• [RECORD EXTRACTS]:
○ ○ ○ ○

//! Metre and bar functions for Rhai scripts.
//!
//! Scoped forms take a closure as their block:
//!
//! ```rhai
//! use_metre("4/4", "triplet_swing");
//! bar(|| {
//!     add_note("C4", 1, 1);
//!     add_note("D4", 0, 3);
//! });
//! ```

use super::helpers::metre_spec;
use super::require_performer;
use crate::error::Error;
use crate::schedule;
use rhai::{Dynamic, Engine, EvalAltResult, FnPtr, ImmutableString, NativeCallContext};

const USE_METRE_BLOCK: &str = "use_metre does not work with a block. Perhaps you meant with_metre";
const WITH_METRE_NO_BLOCK: &str =
    "with_metre must be called with a do/end block. Perhaps you meant use_metre";
const BAR_NO_BLOCK: &str = "bar must be called with a block";

type ScriptResult<T> = Result<T, Box<EvalAltResult>>;

/// Register metre functions with the Rhai engine.
pub fn register(engine: &mut Engine) {
    engine.register_fn("use_metre", use_metre);
    engine.register_fn("use_metre", use_metre_styled);
    engine.register_fn("use_metre", |_: Dynamic, _: FnPtr| -> ScriptResult<()> {
        Err(Error::BlockMisuse(USE_METRE_BLOCK.to_string()).into())
    });
    engine.register_fn(
        "use_metre",
        |_: Dynamic, _: ImmutableString, _: FnPtr| -> ScriptResult<()> {
            Err(Error::BlockMisuse(USE_METRE_BLOCK.to_string()).into())
        },
    );

    engine.register_fn("with_metre", with_metre);
    engine.register_fn("with_metre", with_metre_styled);
    engine.register_fn("with_metre", |_: Dynamic| -> ScriptResult<()> {
        Err(Error::BlockMisuse(WITH_METRE_NO_BLOCK.to_string()).into())
    });
    engine.register_fn(
        "with_metre",
        |_: Dynamic, _: ImmutableString| -> ScriptResult<()> {
            Err(Error::BlockMisuse(WITH_METRE_NO_BLOCK.to_string()).into())
        },
    );

    engine.register_fn("bar", bar);
    engine.register_fn("bar", || -> ScriptResult<()> {
        Err(Error::BlockMisuse(BAR_NO_BLOCK.to_string()).into())
    });

    engine.register_fn("wait_for_downbeat", wait_for_downbeat);
    engine.register_fn("current_metre", current_metre);
    engine.register_fn("bar_offset", bar_offset);
}

/// Set the metre for the rest of this thread.
///
/// # Example
/// ```rhai
/// use_metre("3/4");
/// use_metre([[0.5, 0.5], [0.5, 0.5, 0.5]]);
/// ```
pub fn use_metre(spec: Dynamic) -> ScriptResult<()> {
    let performer = require_performer()?;
    schedule::use_metre(performer.as_ref(), &metre_spec(&spec)?, None)?;
    Ok(())
}

/// Set the metre with a micro-timing style.
///
/// # Example
/// ```rhai
/// use_metre("3/4", "viennese_waltz");
/// ```
pub fn use_metre_styled(spec: Dynamic, style: ImmutableString) -> ScriptResult<()> {
    let performer = require_performer()?;
    schedule::use_metre(performer.as_ref(), &metre_spec(&spec)?, Some(style.as_str()))?;
    Ok(())
}

/// Run `block` under a metre; the previous metre comes back afterwards.
pub fn with_metre(ctx: NativeCallContext, spec: Dynamic, block: FnPtr) -> ScriptResult<Dynamic> {
    let performer = require_performer()?;
    let spec = metre_spec(&spec)?;
    schedule::with_metre(performer.as_ref(), &spec, None, || {
        block.call_within_context::<Dynamic>(&ctx, ())
    })
}

pub fn with_metre_styled(
    ctx: NativeCallContext,
    spec: Dynamic,
    style: ImmutableString,
    block: FnPtr,
) -> ScriptResult<Dynamic> {
    let performer = require_performer()?;
    let spec = metre_spec(&spec)?;
    schedule::with_metre(performer.as_ref(), &spec, Some(style.as_str()), || {
        block.call_within_context::<Dynamic>(&ctx, ())
    })
}

/// Fill one bar; unused time at the end is slept through.
pub fn bar(ctx: NativeCallContext, block: FnPtr) -> ScriptResult<Dynamic> {
    let performer = require_performer()?;
    schedule::bar(performer.as_ref(), || {
        block.call_within_context::<Dynamic>(&ctx, ())
    })
}

/// Sleep until the next shared downbeat. Returns the beats waited.
pub fn wait_for_downbeat() -> ScriptResult<f64> {
    let performer = require_performer()?;
    Ok(schedule::wait_for_downbeat(performer.as_ref())?)
}

/// The current metre as text, or `()` if none is set.
pub fn current_metre() -> Dynamic {
    schedule::current_metre()
        .map(|metre| Dynamic::from(metre.to_string()))
        .unwrap_or(Dynamic::UNIT)
}

/// Position in the open bar as a ratio, or `()` outside a bar.
pub fn bar_offset() -> Dynamic {
    schedule::bar_offset()
        .map(Dynamic::from)
        .unwrap_or(Dynamic::UNIT)
}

○ ○ ○ ○

• [TASK DETAILS]:
Reproduce every line of the data verbatim.

• [SOLUTION FOR THIS PROBLEM]:
//! Metre and bar functions for Rhai scripts.
//!
//! Scoped forms take a closure as their block:
//!
//! ```rhai
//! use_metre("4/4", "triplet_swing");
//! bar(|| {
//!     add_note("C4", 1, 1);
//!     add_note("D4", 0, 3);
//! });
//! ```

use super::helpers::metre_spec;
use super::require_performer;
use crate::error::Error;
use crate::schedule;
use rhai::{Dynamic, Engine, EvalAltResult, FnPtr, ImmutableString, NativeCallContext};

const USE_METRE_BLOCK: &str = "use_metre does not work with a block. Perhaps you meant with_metre";
const WITH_METRE_NO_BLOCK: &str =
    "with_metre must be called with a do/end block. Perhaps you meant use_metre";
const BAR_NO_BLOCK: &str = "bar must be called with a block";

type ScriptResult<T> = Result<T, Box<EvalAltResult>>;

/// Register metre functions with the Rhai engine.
pub fn register(engine: &mut Engine) {
    engine.register_fn("use_metre", use_metre);
    engine.register_fn("use_metre", use_metre_styled);
    engine.register_fn("use_metre", |_: Dynamic, _: FnPtr| -> ScriptResult<()> {
        Err(Error::BlockMisuse(USE_METRE_BLOCK.to_string()).into())
    });
    engine.register_fn(
        "use_metre",
        |_: Dynamic, _: ImmutableString, _: FnPtr| -> ScriptResult<()> {
            Err(Error::BlockMisuse(USE_METRE_BLOCK.to_string()).into())
        },
    );

    engine.register_fn("with_metre", with_metre);
    engine.register_fn("with_metre", with_metre_styled);
    engine.register_fn("with_metre", |_: Dynamic| -> ScriptResult<()> {
        Err(Error::BlockMisuse(WITH_METRE_NO_BLOCK.to_string()).into())
    });
    engine.register_fn(
        "with_metre",
        |_: Dynamic, _: ImmutableString| -> ScriptResult<()> {
            Err(Error::BlockMisuse(WITH_METRE_NO_BLOCK.to_string()).into())
        },
    );

    engine.register_fn("bar", bar);
    engine.register_fn("bar", || -> ScriptResult<()> {
        Err(Error::BlockMisuse(BAR_NO_BLOCK.to_string()).into())
    });

    engine.register_fn("wait_for_downbeat", wait_for_downbeat);
    engine.register_fn("current_metre", current_metre);
    engine.register_fn("bar_offset", bar_offset);
}

/// Set the metre for the rest of this thread.
///
/// # Example
/// ```rhai
/// use_metre("3/4");
/// use_metre([[0.5, 0.5], [0.5, 0.5, 0.5]]);
/// ```
pub fn use_metre(spec: Dynamic) -> ScriptResult<()> {
    let performer = require_performer()?;
    schedule::use_metre(performer.as_ref(), &metre_spec(&spec)?, None)?;
    Ok(())
}

/// Set the metre with a micro-timing style.
///
/// # Example
/// ```rhai
/// use_metre("3/4", "viennese_waltz");
/// ```
pub fn use_metre_styled(spec: Dynamic, style: ImmutableString) -> ScriptResult<()> {
    let performer = require_performer()?;
    schedule::use_metre(performer.as_ref(), &metre_spec(&spec)?, Some(style.as_str()))?;
    Ok(())
}

/// Run `block` under a metre; the previous metre comes back afterwards.
pub fn with_metre(ctx: NativeCallContext, spec: Dynamic, block: FnPtr) -> ScriptResult<Dynamic> {
    let performer = require_performer()?;
    let spec = metre_spec(&spec)?;
    schedule::with_metre(performer.as_ref(), &spec, None, || {
        block.call_within_context::<Dynamic>(&ctx, ())
    })
}

pub fn with_metre_styled(
    ctx: NativeCallContext,
    spec: Dynamic,
    style: ImmutableString,
    block: FnPtr,
) -> ScriptResult<Dynamic> {
    let performer = require_performer()?;
    let spec = metre_spec(&spec)?;
    schedule::with_metre(performer.as_ref(), &spec, Some(style.as_str()), || {
        block.call_within_context::<Dynamic>(&ctx, ())
    })
}

/// Fill one bar; unused time at the end is slept through.
pub fn bar(ctx: NativeCallContext, block: FnPtr) -> ScriptResult<Dynamic> {
    let performer = require_performer()?;
    schedule::bar(performer.as_ref(), || {
        block.call_within_context::<Dynamic>(&ctx, ())
    })
}

/// Sleep until the next shared downbeat. Returns the beats waited.
pub fn wait_for_downbeat() -> ScriptResult<f64> {
    let performer = require_performer()?;
    Ok(schedule::wait_for_downbeat(performer.as_ref())?)
}

/// The current metre as text, or `()` if none is set.
pub fn current_metre() -> Dynamic {
    schedule::current_metre()
        .map(|metre| Dynamic::from(metre.to_string()))
        .unwrap_or(Dynamic::UNIT)
}

/// Position in the open bar as a ratio, or `()` outside a bar.
pub fn bar_offset() -> Dynamic {
    schedule::bar_offset()
        .map(Dynamic::from)
        .unwrap_or(Dynamic::UNIT)
}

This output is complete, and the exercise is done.